Keutmaan tersebut hanya bisa didapat dengan memanfaatkannya dengan tilawah
Al-Qur’an, berdzikir kepada Ar-Rahman, beristighfar, membaca kitab-kitab ilmu,
atau mempelajarinya, memberikan fatwa, memberikan jawaban kepada orang yang
bertanya, memberi nasehat kepada orang lain, atau pun ber-amar ma’ruf nahi
munkar. Namun jika momen tersebut digunakan untuk ghibah (membicarakan aib
orang lain), mengadu domba, maka sama sekali tidak akan mendapatkan keutamaan
ini.
Ketiga,
hendaknya dilakukan di tempat ia shalat.

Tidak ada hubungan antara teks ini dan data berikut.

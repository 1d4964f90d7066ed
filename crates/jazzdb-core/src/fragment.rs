//! SQL text with embedded values.
//!
//! A [`Fragment`] keeps literal SQL and bound values apart. Text lives in
//! `segments` and values in `params`, with exactly one more segment than
//! params: each param sits between two segments. Rendering a fragment for a
//! dialect replaces every slot with that dialect's placeholder, so values
//! never reach SQL text.

use crate::dialect::Dialect;
use crate::error::{QueryError, Result};
use crate::value::{SqlValue, ToSqlValue};

/// Quotes an identifier with double quotes, doubling embedded quotes.
#[must_use]
pub fn quote_identifier(name: &str) -> String {
    format!("\"{}\"", name.replace('"', "\"\""))
}

/// A piece of SQL with interleaved bound values.
#[derive(Debug, Clone, PartialEq)]
pub struct Fragment {
    segments: Vec<String>,
    params: Vec<SqlValue>,
}

impl Default for Fragment {
    fn default() -> Self {
        Self::new()
    }
}

impl Fragment {
    /// Creates an empty fragment.
    #[must_use]
    pub fn new() -> Self {
        Self {
            segments: vec![String::new()],
            params: Vec::new(),
        }
    }

    /// Creates a fragment from literal SQL text.
    #[must_use]
    pub fn sql(text: impl Into<String>) -> Self {
        Self {
            segments: vec![text.into()],
            params: Vec::new(),
        }
    }

    /// Creates a fragment holding a single bound value.
    #[must_use]
    pub fn value(value: impl ToSqlValue) -> Self {
        Self {
            segments: vec![String::new(), String::new()],
            params: vec![value.to_sql_value()],
        }
    }

    /// Creates a fragment holding a quoted identifier.
    #[must_use]
    pub fn ident(name: &str) -> Self {
        Self::sql(quote_identifier(name))
    }

    /// Creates a `"model"."field"` column reference.
    #[must_use]
    pub fn column(model: &str, field: &str) -> Self {
        Self::sql(format!(
            "{}.{}",
            quote_identifier(model),
            quote_identifier(field)
        ))
    }

    /// Builds a fragment from text where every `{}` marks a bound value.
    ///
    /// Fails when the number of markers differs from the number of values.
    pub fn template(text: &str, values: Vec<SqlValue>) -> Result<Self> {
        let segments: Vec<String> = text.split("{}").map(String::from).collect();
        let placeholders = segments.len() - 1;
        if placeholders != values.len() {
            return Err(QueryError::PlaceholderMismatch {
                placeholders,
                values: values.len(),
            });
        }
        Ok(Self {
            segments,
            params: values,
        })
    }

    /// Appends literal SQL text.
    pub fn push_sql(&mut self, text: &str) -> &mut Self {
        if let Some(last) = self.segments.last_mut() {
            last.push_str(text);
        }
        self
    }

    /// Appends a bound value.
    pub fn push_value(&mut self, value: impl ToSqlValue) -> &mut Self {
        self.params.push(value.to_sql_value());
        self.segments.push(String::new());
        self
    }

    /// Appends another fragment, merging the text at the seam.
    pub fn append(&mut self, other: Fragment) -> &mut Self {
        let mut segments = other.segments.into_iter();
        if let Some(first) = segments.next() {
            self.push_sql(&first);
        }
        self.segments.extend(segments);
        self.params.extend(other.params);
        self
    }

    /// Consuming form of [`Fragment::append`].
    #[must_use]
    pub fn then(mut self, other: Fragment) -> Self {
        self.append(other);
        self
    }

    /// Joins fragments with a literal separator.
    #[must_use]
    pub fn join<I>(parts: I, separator: &str) -> Self
    where
        I: IntoIterator<Item = Fragment>,
    {
        let mut out = Self::new();
        for (i, part) in parts.into_iter().enumerate() {
            if i > 0 {
                out.push_sql(separator);
            }
            out.append(part);
        }
        out
    }

    /// Wraps the fragment in parentheses.
    #[must_use]
    pub fn wrap(self) -> Self {
        Self::sql("(").then(self).then(Self::sql(")"))
    }

    /// Returns true when the fragment carries no text and no values.
    #[must_use]
    pub fn is_empty(&self) -> bool {
        self.params.is_empty() && self.segments.iter().all(String::is_empty)
    }

    /// Returns the bound values in order.
    #[must_use]
    pub fn params(&self) -> &[SqlValue] {
        &self.params
    }

    /// Returns the number of bound values.
    #[must_use]
    pub fn param_count(&self) -> usize {
        self.params.len()
    }

    /// Renders the fragment with the dialect's placeholders.
    #[must_use]
    pub fn to_statement(&self, dialect: &dyn Dialect) -> Statement {
        let mut sql = String::new();
        for (i, segment) in self.segments.iter().enumerate() {
            sql.push_str(segment);
            if i < self.params.len() {
                sql.push_str(&dialect.placeholder(i));
            }
        }
        Statement {
            sql,
            params: self.params.clone(),
        }
    }
}

impl From<&str> for Fragment {
    fn from(text: &str) -> Self {
        Self::sql(text)
    }
}

impl From<String> for Fragment {
    fn from(text: String) -> Self {
        Self::sql(text)
    }
}

/// A statement ready to be handed to a driver.
#[derive(Debug, Clone, PartialEq)]
pub struct Statement {
    /// SQL text with dialect placeholders.
    pub sql: String,
    /// Values to bind, in placeholder order.
    pub params: Vec<SqlValue>,
}

/// Builds a [`Fragment`] from a template and values.
///
/// Every `{}` in the template becomes a bound value; nothing is formatted
/// into the text. Evaluates to `Result<Fragment, QueryError>`.
///
/// ```
/// use jazzdb_core::sql;
///
/// let fragment = sql!("SELECT * FROM \"class\" WHERE \"name\" = {}", "Year 3").unwrap();
/// assert_eq!(fragment.param_count(), 1);
/// ```
#[macro_export]
macro_rules! sql {
    ($text:expr $(, $value:expr)* $(,)?) => {
        $crate::Fragment::template(
            $text,
            vec![$($crate::ToSqlValue::to_sql_value($value)),*],
        )
    };
}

Maka apabila seseorang beranjak pergi
dari tempat shalatnya lalu datang kembali dengan membawa mushaf, maka itu tidak
termasuk mendapatkan keutamaan tersebut. Di karenakan keutamaanya begitu agung,
yaitu pahalanya sepertihalnya pahala haji dan umrah secara sempurna dan sempur,
maka tentu keutmaan tersebut hanya bisa diraih dengan harus bersusah payah.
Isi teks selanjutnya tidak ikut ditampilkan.